**BRIEF**.
Restate every record exactly, with nothing skipped.

++++ EXTRACTED INFORMATION

//! `access check`: run the access policy for one account and print the decision.

use std::sync::Arc;

use anyhow::{Context, Result};
use clap::{Args, Subcommand};
use owo_colors::OwoColorize;
use wards::{config as policy_config, AccessDecision, AccessPolicy};

use super::{connect, format_tokens, should_use_color};

#[derive(Subcommand, Debug)]
pub enum AccessCommands {
    /// Evaluate subscription window and token quota (exit code 1 when denied)
    Check(CheckArgs),
}

#[derive(Args, Debug)]
pub struct CheckArgs {
    #[arg(long)]
    pub principal_id: String,
    #[arg(long)]
    pub email: String,
    /// Output machine-readable JSON
    #[arg(long)]
    pub json: bool,
}

pub async fn handle(cmd: AccessCommands) -> Result<()> {
    match cmd {
        AccessCommands::Check(args) => check(args).await,
    }
}

async fn check(args: CheckArgs) -> Result<()> {
    let backend = Arc::new(connect()?);
    let policy_cfg = policy_config::load_from_env().context("Invalid access policy settings")?;
    let policy = AccessPolicy::new(backend.clone(), backend, policy_cfg);

    let decision = policy.check_access(&args.principal_id, &args.email).await;

    if args.json {
        println!("{}", serde_json::to_string_pretty(&decision)?);
    } else {
        print_decision(&decision);
    }

    if !decision.granted {
        std::process::exit(1);
    }
    Ok(())
}

fn yes_no(v: bool) -> &'static str {
    if v {
        "yes"
    } else {
        "no"
    }
}

fn print_decision(decision: &AccessDecision) {
    let verdict = if decision.granted { "GRANTED" } else { "DENIED" };
    let verdict = match (should_use_color(), decision.granted) {
        (false, _) => verdict.to_string(),
        (true, true) => verdict.green().to_string(),
        (true, false) => verdict.red().to_string(),
    };

    println!("Access: {}", verdict);
    println!("Reason: {}", decision.reason);
    if let Some(kind) = decision.denial {
        println!("Denial: {}", kind);
    }
    println!("Subscription valid: {}", yes_no(decision.subscription_valid));
    println!(
        "Within quota: {} ({} / {} tokens)",
        yes_no(decision.within_quota),
        decision.tokens_used_in_period,
        format_tokens(Some(decision.tokens_allowed))
    );
    if decision.usage_lookup_degraded {
        println!("Warning: usage ledger unavailable, quota not enforced");
    }
    println!("Evaluated at: {}", decision.evaluated_at.to_rfc3339());
}
// Sessions, saved outputs and the usage report.

use axum::{
    extract::{Path, Query, State},
    http::StatusCode,
    Json,
};
use backend::sessions::{OutputFilter, SessionFilter};
use backend::{CopySession, SavedOutput, UsageReport};
use serde::{Deserialize, Serialize};

use super::{check_limit, parse_range};
use crate::{AppError, AppResult, AppState};

#[derive(Deserialize, Debug, Clone, Default)]
#[serde(rename_all = "camelCase")]
pub struct ListSessionsQuery {
    pub user_id: Option<String>,
    pub from: Option<String>,
    pub to: Option<String>,
    pub limit: Option<u32>,
}

impl ListSessionsQuery {
    pub(crate) fn to_filter(&self) -> Result<SessionFilter, AppError> {
        let (from, to) = parse_range(self.from.as_deref(), self.to.as_deref())?;
        Ok(SessionFilter {
            user_id: self.user_id.clone(),
            from,
            to,
            limit: check_limit(self.limit)?,
        })
    }
}

#[derive(Deserialize, Debug, Clone, Default)]
#[serde(rename_all = "camelCase")]
pub struct ListOutputsQuery {
    pub user_id: Option<String>,
    pub session_id: Option<String>,
}

#[derive(Deserialize, Debug, Clone, Default)]
pub struct RangeQuery {
    pub from: Option<String>,
    pub to: Option<String>,
}

#[derive(Serialize, Debug)]
pub struct SessionDetail {
    pub session: CopySession,
    pub outputs: Vec<SavedOutput>,
}

#[axum::debug_handler]
pub async fn list_sessions(
    State(state): State<AppState>,
    Query(query): Query<ListSessionsQuery>,
) -> AppResult<Json<Vec<CopySession>>> {
    let filter = query.to_filter()?;
    Ok(Json(state.backend.sessions().list(&filter).await?))
}

#[axum::debug_handler]
pub async fn get_session(
    State(state): State<AppState>,
    Path(id): Path<String>,
) -> AppResult<Json<SessionDetail>> {
    let session = state.backend.sessions().get(&id).await?;
    let outputs = state
        .backend
        .outputs()
        .list(&OutputFilter {
            user_id: None,
            session_id: Some(id),
        })
        .await?;
    Ok(Json(SessionDetail { session, outputs }))
}

#[axum::debug_handler]
pub async fn list_outputs(
    State(state): State<AppState>,
    Query(query): Query<ListOutputsQuery>,
) -> AppResult<Json<Vec<SavedOutput>>> {
    let filter = OutputFilter {
        user_id: query.user_id,
        session_id: query.session_id,
    };
    Ok(Json(state.backend.outputs().list(&filter).await?))
}

#[axum::debug_handler]
pub async fn delete_output(
    State(state): State<AppState>,
    Path(id): Path<String>,
) -> AppResult<StatusCode> {
    state.backend.outputs().delete(&id).await?;
    Ok(StatusCode::NO_CONTENT)
}

#[axum::debug_handler]
pub async fn usage_report(
    State(state): State<AppState>,
    Query(query): Query<RangeQuery>,
) -> AppResult<Json<UsageReport>> {
    let (from, to) = parse_range(query.from.as_deref(), query.to.as_deref())?;
    Ok(Json(state.backend.fetch_usage_report(from, to).await?))
}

++++++++

**RESULT FOR THIS TASK**.
//! `access check`: run the access policy for one account and print the decision.

use std::sync::Arc;

use anyhow::{Context, Result};
use clap::{Args, Subcommand};
use owo_colors::OwoColorize;
use wards::{config as policy_config, AccessDecision, AccessPolicy};

use super::{connect, format_tokens, should_use_color};

#[derive(Subcommand, Debug)]
pub enum AccessCommands {
    /// Evaluate subscription window and token quota (exit code 1 when denied)
    Check(CheckArgs),
}

#[derive(Args, Debug)]
pub struct CheckArgs {
    #[arg(long)]
    pub principal_id: String,
    #[arg(long)]
    pub email: String,
    /// Output machine-readable JSON
    #[arg(long)]
    pub json: bool,
}

pub async fn handle(cmd: AccessCommands) -> Result<()> {
    match cmd {
        AccessCommands::Check(args) => check(args).await,
    }
}

async fn check(args: CheckArgs) -> Result<()> {
    let backend = Arc::new(connect()?);
    let policy_cfg = policy_config::load_from_env().context("Invalid access policy settings")?;
    let policy = AccessPolicy::new(backend.clone(), backend, policy_cfg);

    let decision = policy.check_access(&args.principal_id, &args.email).await;

    if args.json {
        println!("{}", serde_json::to_string_pretty(&decision)?);
    } else {
        print_decision(&decision);
    }

    if !decision.granted {
        std::process::exit(1);
    }
    Ok(())
}

fn yes_no(v: bool) -> &'static str {
    if v {
        "yes"
    } else {
        "no"
    }
}

fn print_decision(decision: &AccessDecision) {
    let verdict = if decision.granted { "GRANTED" } else { "DENIED" };
    let verdict = match (should_use_color(), decision.granted) {
        (false, _) => verdict.to_string(),
        (true, true) => verdict.green().to_string(),
        (true, false) => verdict.red().to_string(),
    };

    println!("Access: {}", verdict);
    println!("Reason: {}", decision.reason);
    if let Some(kind) = decision.denial {
        println!("Denial: {}", kind);
    }
    println!("Subscription valid: {}", yes_no(decision.subscription_valid));
    println!(
        "Within quota: {} ({} / {} tokens)",
        yes_no(decision.within_quota),
        decision.tokens_used_in_period,
        format_tokens(Some(decision.tokens_allowed))
    );
    if decision.usage_lookup_degraded {
        println!("Warning: usage ledger unavailable, quota not enforced");
    }
    println!("Evaluated at: {}", decision.evaluated_at.to_rfc3339());
}
// Sessions, saved outputs and the usage report.

use axum::{
    extract::{Path, Query, State},
    http::StatusCode,
    Json,
};
use backend::sessions::{OutputFilter, SessionFilter};
use backend::{CopySession, SavedOutput, UsageReport};
use serde::{Deserialize, Serialize};

use super::{check_limit, parse_range};
use crate::{AppError, AppResult, AppState};

#[derive(Deserialize, Debug, Clone, Default)]
#[serde(rename_all = "camelCase")]
pub struct ListSessionsQuery {
    pub user_id: Option<String>,
    pub from: Option<String>,
    pub to: Option<String>,
    pub limit: Option<u32>,
}

impl ListSessionsQuery {
    pub(crate) fn to_filter(&self) -> Result<SessionFilter, AppError> {
        let (from, to) = parse_range(self.from.as_deref(), self.to.as_deref())?;
        Ok(SessionFilter {
            user_id: self.user_id.clone(),
            from,
            to,
            limit: check_limit(self.limit)?,
        })
    }
}

#[derive(Deserialize, Debug, Clone, Default)]
#[serde(rename_all = "camelCase")]
pub struct ListOutputsQuery {
    pub user_id: Option<String>,
    pub session_id: Option<String>,
}

#[derive(Deserialize, Debug, Clone, Default)]
pub struct RangeQuery {
    pub from: Option<String>,
    pub to: Option<String>,
}

#[derive(Serialize, Debug)]
pub struct SessionDetail {
    pub session: CopySession,
    pub outputs: Vec<SavedOutput>,
}

#[axum::debug_handler]
pub async fn list_sessions(
    State(state): State<AppState>,
    Query(query): Query<ListSessionsQuery>,
) -> AppResult<Json<Vec<CopySession>>> {
    let filter = query.to_filter()?;
    Ok(Json(state.backend.sessions().list(&filter).await?))
}

#[axum::debug_handler]
pub async fn get_session(
    State(state): State<AppState>,
    Path(id): Path<String>,
) -> AppResult<Json<SessionDetail>> {
    let session = state.backend.sessions().get(&id).await?;
    let outputs = state
        .backend
        .outputs()
        .list(&OutputFilter {
            user_id: None,
            session_id: Some(id),
        })
        .await?;
    Ok(Json(SessionDetail { session, outputs }))
}

#[axum::debug_handler]
pub async fn list_outputs(
    State(state): State<AppState>,
    Query(query): Query<ListOutputsQuery>,
) -> AppResult<Json<Vec<SavedOutput>>> {
    let filter = OutputFilter {
        user_id: query.user_id,
        session_id: query.session_id,
    };
    Ok(Json(state.backend.outputs().list(&filter).await?))
}

#[axum::debug_handler]
pub async fn delete_output(
    State(state): State<AppState>,
    Path(id): Path<String>,
) -> AppResult<StatusCode> {
    state.backend.outputs().delete(&id).await?;
    Ok(StatusCode::NO_CONTENT)
}

#[axum::debug_handler]
pub async fn usage_report(
    State(state): State<AppState>,
    Query(query): Query<RangeQuery>,
) -> AppResult<Json<UsageReport>> {
    let (from, to) = parse_range(query.from.as_deref(), query.to.as_deref())?;
    Ok(Json(state.backend.fetch_usage_report(from, to).await?))
}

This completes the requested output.